This interview took a little time to come around. I thought I lost the tape, and beat myself up for a while about it but had to just give it up, though I kept an empty cassette box around with Johnsmith's name on it, it was all I could find. Then my transcriber (who types up the interviews from the cassettes) called me one day many months later, saying, "Did you just send me this tape on Johnsmith?" I said no, that I thought I'd lost the tape months ago and was very happy to hear she had it. "Yeah, we moved the furniture around in my office, it must have fallen behind something..."

Just so happened that the three things I'd lost in the last 6 months all turned up that week: the Johnsmith tape, a set of keys turned up in a jacket I only wear when it rains, and a lost song I couldn't remember how it went turned up on an unmarked tape. I thought about how hard I'd gone on myself about each of those lost things, how could I lose these important things, etc. They were lost months apart, and then all turned up in the same week. I try now not to beat myself up about stuff like that anymore if I can help it; it's just the flip side of an ego trip, and it's pointless.

I called Johnsmith to tell him the news and to ask some new questions to update the information. Reading the interview, I had again been impressed by his down to earth spirituality and good natured disposition in general. Some of what he shared about his evolution as a person and as a songwriter and relentlessly touring artist even seemed connected to what I had lost and found and how I'd decided to act about it.
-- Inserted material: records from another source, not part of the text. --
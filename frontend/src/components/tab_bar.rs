use yew::prelude::*;

use crate::coordinator::state::Tab;

#[derive(Properties, PartialEq)]
pub struct TabBarProps {
    pub active: Tab,
    pub on_select: Callback<Tab>,
}

#[function_component(TabBar)]
pub fn tab_bar(props: &TabBarProps) -> Html {
    html! {
        <nav class="tabs">
            {for Tab::ALL.iter().map(|&tab| {
                let onclick = {
                    let on_select = props.on_select.clone();
                    Callback::from(move |_: MouseEvent| on_select.emit(tab))
                };
                html! {
                    <button
                        type="button"
                        class={classes!("tab", (tab == props.active).then_some("active"))}
                        data-tab={tab.panel_id()}
                        {onclick}
                    >
                        {tab.label()}
                    </button>
                }
            })}
        </nav>
    }
}
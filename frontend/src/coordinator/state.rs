use std::collections::BTreeMap;
use std::fmt;

use serde::Deserialize;
use shared::{BudgetMap, DateRange};

use super::ports::{ChartError, ChartHandle};

/// Mutually exclusive panels of the page
#[derive(Debug, Clone, Copy, PartialEq, Eq, Hash, Default, Deserialize)]
#[serde(rename_all = "snake_case")]
pub enum Tab {
    #[default]
    Expenses,
    Dashboard,
    Budget,
    Savings,
    Reports,
    Visualizations,
}

impl Tab {
    pub const ALL: [Tab; 6] = [
        Tab::Expenses,
        Tab::Dashboard,
        Tab::Budget,
        Tab::Savings,
        Tab::Reports,
        Tab::Visualizations,
    ];

    pub fn label(&self) -> &'static str {
        match self {
            Tab::Expenses => "Expenses",
            Tab::Dashboard => "Dashboard",
            Tab::Budget => "Budget Setup",
            Tab::Savings => "Savings",
            Tab::Reports => "Monthly Reports",
            Tab::Visualizations => "Visualizations",
        }
    }

    /// Element id of the tab's panel
    pub fn panel_id(&self) -> &'static str {
        match self {
            Tab::Expenses => "expenses",
            Tab::Dashboard => "dashboard",
            Tab::Budget => "budget",
            Tab::Savings => "savings",
            Tab::Reports => "reports",
            Tab::Visualizations => "visualizations",
        }
    }

    /// The refresh routine run when this tab becomes active
    pub fn loader(&self) -> Loader {
        match self {
            Tab::Expenses => Loader::ExpenseList,
            Tab::Dashboard => Loader::Dashboard,
            Tab::Budget => Loader::BudgetSetup,
            Tab::Savings => Loader::SavingsAndGoals,
            Tab::Reports => Loader::Reports,
            Tab::Visualizations => Loader::Visualizations,
        }
    }
}

#[derive(Debug, Clone, Copy, PartialEq, Eq)]
pub enum Loader {
    ExpenseList,
    Dashboard,
    BudgetSetup,
    SavingsAndGoals,
    Reports,
    Visualizations,
}

/// Canvases owned by the visualizations tab
#[derive(Debug, Clone, Copy, PartialEq, Eq, Hash, PartialOrd, Ord)]
pub enum ChartSlot {
    MonthlyTrends,
    CategoryBreakdown,
    BudgetVsActual,
}

impl ChartSlot {
    pub const ALL: [ChartSlot; 3] = [
        ChartSlot::MonthlyTrends,
        ChartSlot::CategoryBreakdown,
        ChartSlot::BudgetVsActual,
    ];

    pub fn canvas_id(&self) -> &'static str {
        match self {
            ChartSlot::MonthlyTrends => "monthly-trends-chart",
            ChartSlot::CategoryBreakdown => "category-breakdown-chart",
            ChartSlot::BudgetVsActual => "budget-vs-actual-chart",
        }
    }

    pub fn title(&self) -> &'static str {
        match self {
            ChartSlot::MonthlyTrends => "Monthly Spending Trends",
            ChartSlot::CategoryBreakdown => "Spending by Category",
            ChartSlot::BudgetVsActual => "Budget vs Actual (This Month)",
        }
    }
}

/// At most one live chart per slot
#[derive(Default)]
pub struct ChartRegistry {
    handles: BTreeMap<ChartSlot, Box<dyn ChartHandle>>,
}

impl ChartRegistry {
    /// Dispose the slot's current chart, then store whatever `draw` produces.
    ///
    /// The old chart is gone even when drawing fails.
    pub fn replace<F>(&mut self, slot: ChartSlot, draw: F) -> Result<(), ChartError>
    where
        F: FnOnce() -> Result<Box<dyn ChartHandle>, ChartError>,
    {
        if let Some(mut previous) = self.handles.remove(&slot) {
            previous.dispose();
        }

        let handle = draw()?;
        self.handles.insert(slot, handle);
        Ok(())
    }

    #[cfg(test)]
    pub fn is_live(&self, slot: ChartSlot) -> bool {
        self.handles.contains_key(&slot)
    }

    pub fn dispose_all(&mut self) {
        for (_, mut handle) in std::mem::take(&mut self.handles) {
            handle.dispose();
        }
    }
}

impl fmt::Debug for ChartRegistry {
    fn fmt(&self, f: &mut fmt::Formatter<'_>) -> fmt::Result {
        f.debug_set().entries(self.handles.keys()).finish()
    }
}

/// Everything the page remembers between interactions.
///
/// The server stays authoritative: `cached_budgets` is only a convenience
/// copy and is re-read whenever the budget tab opens.
#[derive(Debug, Default)]
pub struct ViewState {
    pub active_tab: Tab,
    pub cached_budgets: BudgetMap,
    pub charts: ChartRegistry,
    pub show_archived_goals: bool,
    /// Goal toolbar is wired once, on the first savings tab visit
    pub goal_controls_ready: bool,
    pub expense_filter: DateRange,
    pub chart_range: DateRange,
    pub report_month: Option<String>,
    pub suggested_budgets: Option<BudgetMap>,
}

impl ViewState {
    pub fn new(initial_tab: Tab) -> Self {
        Self {
            active_tab: initial_tab,
            ..Self::default()
        }
    }
}

#[cfg(test)]
mod tests {
    use super::*;
    use std::cell::RefCell;
    use std::rc::Rc;

    struct LoggedHandle {
        name: &'static str,
        events: Rc<RefCell<Vec<String>>>,
    }

    impl ChartHandle for LoggedHandle {
        fn dispose(&mut self) {
            self.events.borrow_mut().push(format!("dispose {}", self.name));
        }
    }

    fn handle(name: &'static str, events: &Rc<RefCell<Vec<String>>>) -> Box<dyn ChartHandle> {
        events.borrow_mut().push(format!("draw {}", name));
        Box::new(LoggedHandle {
            name,
            events: events.clone(),
        })
    }

    #[test]
    fn test_every_tab_has_its_own_loader() {
        let loaders: Vec<Loader> = Tab::ALL.iter().map(|tab| tab.loader()).collect();
        assert_eq!(
            loaders,
            vec![
                Loader::ExpenseList,
                Loader::Dashboard,
                Loader::BudgetSetup,
                Loader::SavingsAndGoals,
                Loader::Reports,
                Loader::Visualizations,
            ]
        );
    }

    #[test]
    fn test_tab_deserializes_from_snake_case() {
        let tab: Tab = serde_json::from_str("\"visualizations\"").unwrap();
        assert_eq!(tab, Tab::Visualizations);
    }

    #[test]
    fn test_registry_disposes_before_drawing_replacement() {
        let events = Rc::new(RefCell::new(Vec::new()));
        let mut registry = ChartRegistry::default();

        registry
            .replace(ChartSlot::MonthlyTrends, || Ok(handle("first", &events)))
            .unwrap();
        registry
            .replace(ChartSlot::MonthlyTrends, || Ok(handle("second", &events)))
            .unwrap();

        assert_eq!(
            *events.borrow(),
            vec!["draw first", "dispose first", "draw second"]
        );
        assert!(registry.is_live(ChartSlot::MonthlyTrends));
    }

    #[test]
    fn test_registry_slots_are_independent() {
        let events = Rc::new(RefCell::new(Vec::new()));
        let mut registry = ChartRegistry::default();

        registry
            .replace(ChartSlot::MonthlyTrends, || Ok(handle("trends", &events)))
            .unwrap();
        registry
            .replace(ChartSlot::BudgetVsActual, || Ok(handle("bars", &events)))
            .unwrap();

        assert_eq!(*events.borrow(), vec!["draw trends", "draw bars"]);
        assert!(!registry.is_live(ChartSlot::CategoryBreakdown));
    }

    #[test]
    fn test_failed_draw_leaves_slot_empty() {
        let events = Rc::new(RefCell::new(Vec::new()));
        let mut registry = ChartRegistry::default();

        registry
            .replace(ChartSlot::CategoryBreakdown, || Ok(handle("pie", &events)))
            .unwrap();
        let result = registry.replace(ChartSlot::CategoryBreakdown, || {
            Err(ChartError::CanvasMissing("category-breakdown-chart".to_string()))
        });

        assert!(result.is_err());
        assert!(!registry.is_live(ChartSlot::CategoryBreakdown));
        assert_eq!(*events.borrow(), vec!["draw pie", "dispose pie"]);
    }

    #[test]
    fn test_dispose_all() {
        let events = Rc::new(RefCell::new(Vec::new()));
        let mut registry = ChartRegistry::default();
        registry
            .replace(ChartSlot::MonthlyTrends, || Ok(handle("a", &events)))
            .unwrap();
        registry
            .replace(ChartSlot::BudgetVsActual, || Ok(handle("b", &events)))
            .unwrap();

        registry.dispose_all();

        for slot in ChartSlot::ALL {
            assert!(!registry.is_live(slot));
        }
        assert!(events.borrow().contains(&"dispose a".to_string()));
        assert!(events.borrow().contains(&"dispose b".to_string()));
    }

    #[test]
    fn test_view_state_starts_on_requested_tab() {
        let state = ViewState::new(Tab::Reports);
        assert_eq!(state.active_tab, Tab::Reports);
        assert!(!state.show_archived_goals);
        assert!(!state.goal_controls_ready);
        assert!(state.cached_budgets.is_empty());
        assert!(state.expense_filter.is_unbounded());
    }
}
use web_sys::{HtmlFormElement, MouseEvent};
use yew::prelude::*;

use super::{form_field, form_values};
use crate::coordinator::ports::{ConfirmRequest, FieldKind, PromptRequest};
use crate::services::dialogs::{DialogAnswer, DialogView};

#[derive(Properties, PartialEq)]
pub struct DialogModalProps {
    pub dialog: Option<DialogView>,
    pub on_answer: Callback<DialogAnswer>,
}

fn prompt_field_name(index: usize) -> String {
    format!("field-{}", index)
}

#[function_component(DialogModal)]
pub fn dialog_modal(props: &DialogModalProps) -> Html {
    let Some(dialog) = &props.dialog else {
        return html! {};
    };

    let on_backdrop_click = {
        let on_answer = props.on_answer.clone();
        Callback::from(move |e: MouseEvent| {
            e.stop_propagation();
            on_answer.emit(DialogAnswer::Cancelled);
        })
    };

    let on_modal_click = Callback::from(|e: MouseEvent| {
        e.stop_propagation();
    });

    let on_cancel = {
        let on_answer = props.on_answer.clone();
        Callback::from(move |_: MouseEvent| on_answer.emit(DialogAnswer::Cancelled))
    };

    let body = match dialog {
        DialogView::Confirm(request) => confirm_body(request, &props.on_answer, on_cancel),
        DialogView::Prompt(request) => prompt_body(request, &props.on_answer, on_cancel),
    };

    html! {
        <div class="modal-backdrop" onclick={on_backdrop_click}>
            <div class="modal" onclick={on_modal_click}>
                {body}
            </div>
        </div>
    }
}

fn confirm_body(
    request: &ConfirmRequest,
    on_answer: &Callback<DialogAnswer>,
    on_cancel: Callback<MouseEvent>,
) -> Html {
    let on_confirm = {
        let on_answer = on_answer.clone();
        Callback::from(move |_: MouseEvent| on_answer.emit(DialogAnswer::Confirmed))
    };

    html! {
        <div class="modal-content">
            <h3 class="modal-title">{&request.title}</h3>
            <p class="modal-message">{&request.message}</p>
            <div class="modal-buttons">
                <button type="button" class="btn btn-secondary" onclick={on_cancel}>
                    {"Cancel"}
                </button>
                <button type="button" class="btn btn-danger" onclick={on_confirm}>
                    {&request.confirm_label}
                </button>
            </div>
        </div>
    }
}

fn prompt_body(
    request: &PromptRequest,
    on_answer: &Callback<DialogAnswer>,
    on_cancel: Callback<MouseEvent>,
) -> Html {
    let onsubmit = {
        let on_answer = on_answer.clone();
        let field_count = request.fields.len();
        Callback::from(move |e: SubmitEvent| {
            e.prevent_default();
            let form: HtmlFormElement = e.target_unchecked_into();
            let Some(data) = form_values(&form) else {
                return;
            };
            let values = (0..field_count)
                .map(|index| form_field(&data, &prompt_field_name(index)))
                .collect();
            on_answer.emit(DialogAnswer::Submitted(values));
        })
    };

    html! {
        <form class="modal-content" {onsubmit}>
            <h3 class="modal-title">{&request.title}</h3>
            {for request.fields.iter().enumerate().map(|(index, field)| {
                let name = prompt_field_name(index);
                html! {
                    <div class="form-group">
                        <label for={name.clone()}>{&field.label}</label>
                        {match field.kind {
                            FieldKind::Text => html! {
                                <input type="text" id={name.clone()} name={name} />
                            },
                            FieldKind::Amount => html! {
                                <input type="number" id={name.clone()} name={name} step="0.01" min="0" />
                            },
                        }}
                    </div>
                }
            })}
            <div class="modal-buttons">
                <button type="button" class="btn btn-secondary" onclick={on_cancel}>
                    {"Cancel"}
                </button>
                <button type="submit" class="btn btn-primary">{"OK"}</button>
            </div>
        </form>
    }
}
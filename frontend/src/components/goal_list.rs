use yew::prelude::*;

use crate::coordinator::view_models::{GoalAction, GoalActions, GoalItemView, GoalListView};
use crate::coordinator::EntityKind;
use crate::hooks::use_view_coordinator::CoordinatorHandle;

#[derive(Properties, PartialEq)]
pub struct GoalListProps {
    pub coordinator: CoordinatorHandle,
    /// False until the savings tab has been opened once
    pub controls_enabled: bool,
    pub goals: Option<GoalListView>,
}

#[function_component(GoalList)]
pub fn goal_list(props: &GoalListProps) -> Html {
    let on_new_goal = {
        let coordinator = props.coordinator.clone();
        Callback::from(move |_: MouseEvent| {
            coordinator.spawn(|c| async move { c.create_goal().await });
        })
    };

    let on_toggle = {
        let coordinator = props.coordinator.clone();
        Callback::from(move |_: MouseEvent| {
            coordinator.spawn(|c| async move {
                c.toggle_archived_goals().await;
            });
        })
    };

    let toggle_label = props
        .goals
        .as_ref()
        .map(GoalListView::toggle_label)
        .unwrap_or("View Archived Goals");

    html! {
        <div class="card goals">
            <div class="goals-header">
                <h2>{"🎯 Savings Goals"}</h2>
                {if props.controls_enabled {
                    html! {
                        <div class="goals-controls">
                            <button type="button" class="btn btn-link" onclick={on_toggle}>
                                {toggle_label}
                            </button>
                            <button type="button" class="btn btn-primary" onclick={on_new_goal}>
                                {"+ New Goal"}
                            </button>
                        </div>
                    }
                } else {
                    html! {}
                }}
            </div>
            {match &props.goals {
                None => html! { <div class="loading">{"Loading..."}</div> },
                Some(list) if list.items.is_empty() => html! {
                    <p class="empty-state">{list.empty_message()}</p>
                },
                Some(list) => html! {
                    <>
                        {for list.items.iter().map(|item| html! {
                            <GoalItem
                                key={item.id.to_string()}
                                coordinator={props.coordinator.clone()}
                                item={item.clone()}
                            />
                        })}
                    </>
                },
            }}
        </div>
    }
}

#[derive(Properties, PartialEq)]
struct GoalItemProps {
    coordinator: CoordinatorHandle,
    item: GoalItemView,
}

#[function_component(GoalItem)]
fn goal_item(props: &GoalItemProps) -> Html {
    let item = &props.item;

    let action_button = |action: GoalAction| {
        let coordinator = props.coordinator.clone();
        let id = item.id;
        let name = item.name.clone();
        let onclick = Callback::from(move |_: MouseEvent| {
            let name = name.clone();
            match action {
                GoalAction::AddMoney => coordinator
                    .spawn(move |c| async move { c.contribute_to_goal(id, &name).await }),
                GoalAction::Archive => {
                    coordinator.spawn(move |c| async move { c.archive_goal(id).await })
                }
                GoalAction::Delete => coordinator
                    .spawn(move |c| async move { c.delete_entity(EntityKind::Goal, id).await }),
            }
        });
        let class = match action {
            GoalAction::AddMoney => "btn btn-primary btn-small",
            GoalAction::Archive => "btn btn-secondary btn-small",
            GoalAction::Delete => "btn btn-danger btn-small",
        };
        html! { <button type="button" {class} {onclick}>{action.label()}</button> }
    };

    html! {
        <div class={classes!("goal-item", item.completed.then_some("completed"))}>
            <div class="goal-header">
                <span class="goal-name">{&item.name}</span>
                <span class="goal-amounts">{&item.amount_summary}</span>
            </div>
            <div class="progress-bar">
                <div class="progress-fill" style={format!("width: {:.1}%", item.progress_percent)}></div>
            </div>
            <div class="goal-footer">
                <span class="goal-progress">{&item.progress_label}</span>
                {match &item.actions {
                    GoalActions::Archived { archived_on } => html! {
                        <span class="goal-archived">{format!("Archived {}", archived_on)}</span>
                    },
                    GoalActions::Active => html! {
                        <div class="goal-actions">
                            {for item.actions.available().iter().map(|&action| action_button(action))}
                        </div>
                    },
                }}
            </div>
        </div>
    }
}
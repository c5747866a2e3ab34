use std::cell::Cell;
use std::future::Future;
use std::rc::Rc;

use chrono::NaiveDate;
use wasm_bindgen_futures::spawn_local;
use yew::prelude::*;

use crate::coordinator::ports::{Dialogs, Notification, Notifier, ViewRenderer};
use crate::coordinator::state::Tab;
use crate::coordinator::view_models::{
    BudgetFormView, DashboardView, ExpenseListView, GoalListView, LearningPeriodView,
    ReportMonthsView, ReportView, SavingsListView,
};
use crate::coordinator::{Features, Ports, ViewCoordinator};
use crate::services::charts::CanvasChartPainter;
use crate::services::config::{AppConfig, ConfirmStyle};
use crate::services::date_utils::{input_value, BrowserClock};
use crate::services::dialogs::{DialogAnswer, DialogView, ModalDialogs, NativeDialogs};
use crate::services::ApiClient;

#[derive(Debug, Clone, PartialEq)]
pub struct Toast {
    pub id: u32,
    pub notification: Notification,
}

/// Remount key and default date of an entry form.
///
/// Bumping `generation` recreates the form, which clears every input.
#[derive(Debug, Clone, PartialEq, Default)]
pub struct FormReset {
    pub generation: u32,
    pub date: String,
}

impl FormReset {
    fn next(&self, today: NaiveDate) -> Self {
        Self {
            generation: self.generation.wrapping_add(1),
            date: input_value(today),
        }
    }
}

/// Everything the page shows. `None` means "not loaded yet".
#[derive(Debug, Clone, PartialEq, Default)]
pub struct AppView {
    pub active_tab: Tab,
    pub greeting: Option<String>,
    pub expenses: Option<ExpenseListView>,
    pub expense_form: FormReset,
    pub dashboard: Option<DashboardView>,
    pub budget_form: Option<BudgetFormView>,
    /// Bumped on every budget form render so inputs pick up new values
    pub budget_generation: u32,
    pub learning_period: Option<LearningPeriodView>,
    pub savings: Option<SavingsListView>,
    pub savings_form: FormReset,
    pub goal_controls: bool,
    pub goals: Option<GoalListView>,
    pub report_months: ReportMonthsView,
    pub report: Option<ReportView>,
    pub toasts: Vec<Toast>,
    pub dialog: Option<DialogView>,
}

#[derive(Debug, Clone, PartialEq)]
pub enum AppAction {
    ShowTab(Tab),
    Greeting(String),
    Expenses(ExpenseListView),
    ResetExpenseForm(NaiveDate),
    Dashboard(DashboardView),
    BudgetForm(BudgetFormView),
    LearningPeriod(Option<LearningPeriodView>),
    Savings(SavingsListView),
    ResetSavingsForm(NaiveDate),
    EnableGoalControls,
    Goals(GoalListView),
    ReportMonths(ReportMonthsView),
    Report(Option<ReportView>),
    PushToast(Toast),
    DismissToast(u32),
    Dialog(Option<DialogView>),
}

impl Reducible for AppView {
    type Action = AppAction;

    fn reduce(self: Rc<Self>, action: Self::Action) -> Rc<Self> {
        let mut next = (*self).clone();

        match action {
            AppAction::ShowTab(tab) => next.active_tab = tab,
            AppAction::Greeting(username) => next.greeting = Some(username),
            AppAction::Expenses(view) => next.expenses = Some(view),
            AppAction::ResetExpenseForm(today) => next.expense_form = self.expense_form.next(today),
            AppAction::Dashboard(view) => next.dashboard = Some(view),
            AppAction::BudgetForm(view) => {
                next.budget_form = Some(view);
                next.budget_generation = self.budget_generation.wrapping_add(1);
            }
            AppAction::LearningPeriod(view) => next.learning_period = view,
            AppAction::Savings(view) => next.savings = Some(view),
            AppAction::ResetSavingsForm(today) => next.savings_form = self.savings_form.next(today),
            AppAction::EnableGoalControls => next.goal_controls = true,
            AppAction::Goals(view) => next.goals = Some(view),
            AppAction::ReportMonths(view) => next.report_months = view,
            AppAction::Report(view) => next.report = view,
            AppAction::PushToast(toast) => next.toasts.push(toast),
            AppAction::DismissToast(id) => next.toasts.retain(|toast| toast.id != id),
            AppAction::Dialog(dialog) => next.dialog = dialog,
        }

        Rc::new(next)
    }
}

/// Renders by dispatching into the page reducer
struct ReducerRenderer {
    dispatcher: UseReducerDispatcher<AppView>,
}

impl ViewRenderer for ReducerRenderer {
    fn show_tab(&self, tab: Tab) {
        self.dispatcher.dispatch(AppAction::ShowTab(tab));
    }

    fn show_greeting(&self, username: &str) {
        self.dispatcher
            .dispatch(AppAction::Greeting(username.to_string()));
    }

    fn show_expenses(&self, view: ExpenseListView) {
        self.dispatcher.dispatch(AppAction::Expenses(view));
    }

    fn reset_expense_form(&self, today: NaiveDate) {
        self.dispatcher.dispatch(AppAction::ResetExpenseForm(today));
    }

    fn show_dashboard(&self, view: DashboardView) {
        self.dispatcher.dispatch(AppAction::Dashboard(view));
    }

    fn show_budget_form(&self, view: BudgetFormView) {
        self.dispatcher.dispatch(AppAction::BudgetForm(view));
    }

    fn show_learning_period(&self, view: Option<LearningPeriodView>) {
        self.dispatcher.dispatch(AppAction::LearningPeriod(view));
    }

    fn show_savings(&self, view: SavingsListView) {
        self.dispatcher.dispatch(AppAction::Savings(view));
    }

    fn reset_savings_form(&self, today: NaiveDate) {
        self.dispatcher.dispatch(AppAction::ResetSavingsForm(today));
    }

    fn enable_goal_controls(&self) {
        self.dispatcher.dispatch(AppAction::EnableGoalControls);
    }

    fn show_goals(&self, view: GoalListView) {
        self.dispatcher.dispatch(AppAction::Goals(view));
    }

    fn show_report_months(&self, view: ReportMonthsView) {
        self.dispatcher.dispatch(AppAction::ReportMonths(view));
    }

    fn show_report(&self, view: Option<ReportView>) {
        self.dispatcher.dispatch(AppAction::Report(view));
    }
}

/// Toasts that dismiss themselves after a timeout
struct ToastNotifier {
    dispatcher: UseReducerDispatcher<AppView>,
    timeout_ms: u32,
    next_id: Cell<u32>,
}

impl Notifier for ToastNotifier {
    fn notify(&self, notification: Notification) {
        let id = self.next_id.get().wrapping_add(1);
        self.next_id.set(id);

        self.dispatcher
            .dispatch(AppAction::PushToast(Toast { id, notification }));

        let dispatcher = self.dispatcher.clone();
        let timeout_ms = self.timeout_ms;
        spawn_local(async move {
            gloo::timers::future::TimeoutFuture::new(timeout_ms).await;
            dispatcher.dispatch(AppAction::DismissToast(id));
        });
    }
}

/// Shared handle to the page's coordinator; equal only to itself
#[derive(Clone)]
pub struct CoordinatorHandle(Rc<ViewCoordinator>);

impl PartialEq for CoordinatorHandle {
    fn eq(&self, other: &Self) -> bool {
        Rc::ptr_eq(&self.0, &other.0)
    }
}

impl CoordinatorHandle {
    pub fn get(&self) -> &ViewCoordinator {
        &self.0
    }

    /// Run a coordinator operation in the background
    pub fn spawn<F, Fut>(&self, operation: F)
    where
        F: FnOnce(Rc<ViewCoordinator>) -> Fut,
        Fut: Future<Output = ()> + 'static,
    {
        spawn_local(operation(self.0.clone()));
    }
}

struct Wiring {
    coordinator: CoordinatorHandle,
    modal: Option<Rc<ModalDialogs>>,
}

fn wire(config: &AppConfig, dispatcher: UseReducerDispatcher<AppView>) -> Wiring {
    let renderer = Rc::new(ReducerRenderer {
        dispatcher: dispatcher.clone(),
    });
    let notifier = Rc::new(ToastNotifier {
        dispatcher: dispatcher.clone(),
        timeout_ms: config.notification_timeout_ms,
        next_id: Cell::new(0),
    });

    let (dialogs, modal): (Rc<dyn Dialogs>, Option<Rc<ModalDialogs>>) = match config.confirm_style
    {
        ConfirmStyle::Modal => {
            let show = Callback::from(move |dialog: Option<DialogView>| {
                dispatcher.dispatch(AppAction::Dialog(dialog))
            });
            let modal = Rc::new(ModalDialogs::new(show));
            let dialogs: Rc<dyn Dialogs> = modal.clone();
            (dialogs, Some(modal))
        }
        ConfirmStyle::Native => (Rc::new(NativeDialogs), None),
    };

    let ports = Ports {
        renderer,
        notifier,
        dialogs,
        charts: Rc::new(CanvasChartPainter),
        clock: Rc::new(BrowserClock),
    };
    let features = Features {
        learning_period: config.learning_period,
    };
    let api = ApiClient::with_base_url(config.api_base_url.clone());

    log::info!(
        target: "app",
        "coordinator ready (dialogs: {:?}, learning period: {})",
        config.confirm_style,
        config.learning_period
    );

    Wiring {
        coordinator: CoordinatorHandle(Rc::new(ViewCoordinator::new(
            api,
            ports,
            features,
            config.initial_tab,
        ))),
        modal,
    }
}

pub struct UseViewCoordinatorResult {
    pub view: UseReducerHandle<AppView>,
    pub coordinator: CoordinatorHandle,
    /// Answers the in-page dialog; a no-op with native dialogs
    pub on_dialog_answer: Callback<DialogAnswer>,
}

/// Builds the coordinator once, starts it on mount and disposes charts on unmount
#[hook]
pub fn use_view_coordinator(config: &AppConfig) -> UseViewCoordinatorResult {
    let view = use_reducer(AppView::default);

    let wiring = {
        let config = config.clone();
        let dispatcher = view.dispatcher();
        use_memo((), move |_| wire(&config, dispatcher))
    };

    use_effect_with((), {
        let coordinator = wiring.coordinator.clone();
        move |_| {
            coordinator.spawn(|c| async move { c.start().await });
            move || coordinator.get().dispose_charts()
        }
    });

    let on_dialog_answer = {
        let modal = wiring.modal.clone();
        Callback::from(move |answer: DialogAnswer| match &modal {
            Some(modal) if modal.is_open() => modal.resolve(answer),
            Some(_) => log::debug!(target: "dialogs", "ignoring answer, no dialog is open"),
            None => log::debug!(target: "dialogs", "native dialogs answer themselves"),
        })
    };

    UseViewCoordinatorResult {
        view,
        coordinator: wiring.coordinator.clone(),
        on_dialog_answer,
    }
}

#[cfg(test)]
mod tests {
    use super::*;
    use crate::coordinator::ports::NotificationLevel;

    fn reduce(view: AppView, action: AppAction) -> AppView {
        (*Rc::new(view).reduce(action)).clone()
    }

    fn today() -> NaiveDate {
        NaiveDate::from_ymd_opt(2024, 3, 15).unwrap()
    }

    #[test]
    fn test_form_reset_bumps_generation_and_sets_date() {
        let view = reduce(AppView::default(), AppAction::ResetExpenseForm(today()));
        assert_eq!(view.expense_form.generation, 1);
        assert_eq!(view.expense_form.date, "2024-03-15");

        let view = reduce(view, AppAction::ResetExpenseForm(today()));
        assert_eq!(view.expense_form.generation, 2);
        assert_eq!(view.savings_form, FormReset::default());
    }

    #[test]
    fn test_budget_form_render_bumps_generation() {
        let form = BudgetFormView { inputs: Vec::new() };
        let view = reduce(AppView::default(), AppAction::BudgetForm(form.clone()));
        let view = reduce(view, AppAction::BudgetForm(form.clone()));

        assert_eq!(view.budget_form, Some(form));
        assert_eq!(view.budget_generation, 2);
    }

    #[test]
    fn test_dismiss_removes_only_that_toast() {
        let view = reduce(
            AppView::default(),
            AppAction::PushToast(Toast {
                id: 1,
                notification: Notification::success("Expense added successfully"),
            }),
        );
        let view = reduce(
            view,
            AppAction::PushToast(Toast {
                id: 2,
                notification: Notification::error("Error loading expenses"),
            }),
        );

        let view = reduce(view, AppAction::DismissToast(1));

        assert_eq!(view.toasts.len(), 1);
        assert_eq!(view.toasts[0].id, 2);
        assert_eq!(view.toasts[0].notification.level, NotificationLevel::Error);
    }

    #[test]
    fn test_report_can_be_hidden_again() {
        let view = reduce(AppView::default(), AppAction::Report(None));
        assert_eq!(view.report, None);

        let view = reduce(view, AppAction::ShowTab(Tab::Reports));
        assert_eq!(view.active_tab, Tab::Reports);
    }

    #[test]
    fn test_goal_controls_stay_enabled() {
        let view = reduce(AppView::default(), AppAction::EnableGoalControls);
        let view = reduce(view, AppAction::Goals(GoalListView::from_goals(&[], true)));

        assert!(view.goal_controls);
        assert_eq!(view.goals.map(|g| g.archived), Some(true));
    }
}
We're not covering quite as many folk songwriters as we used to; we've gotten interested in covering more scenes, more bands, and more styles of music. But we'll continue to cover artists like Johnsmith who are keeping the coffee house, house concert, acoustic venue and folk festival scene alive mostly by showing up fearlessly with just a guitar and their voice and a lifetime full of songs that tell the story of their journey and the journey of those whose paths they have crossed. It's the modern version of the oral tradition, and oral history. Johnsmith is one of the greats on the road today, and he's got a story to tell.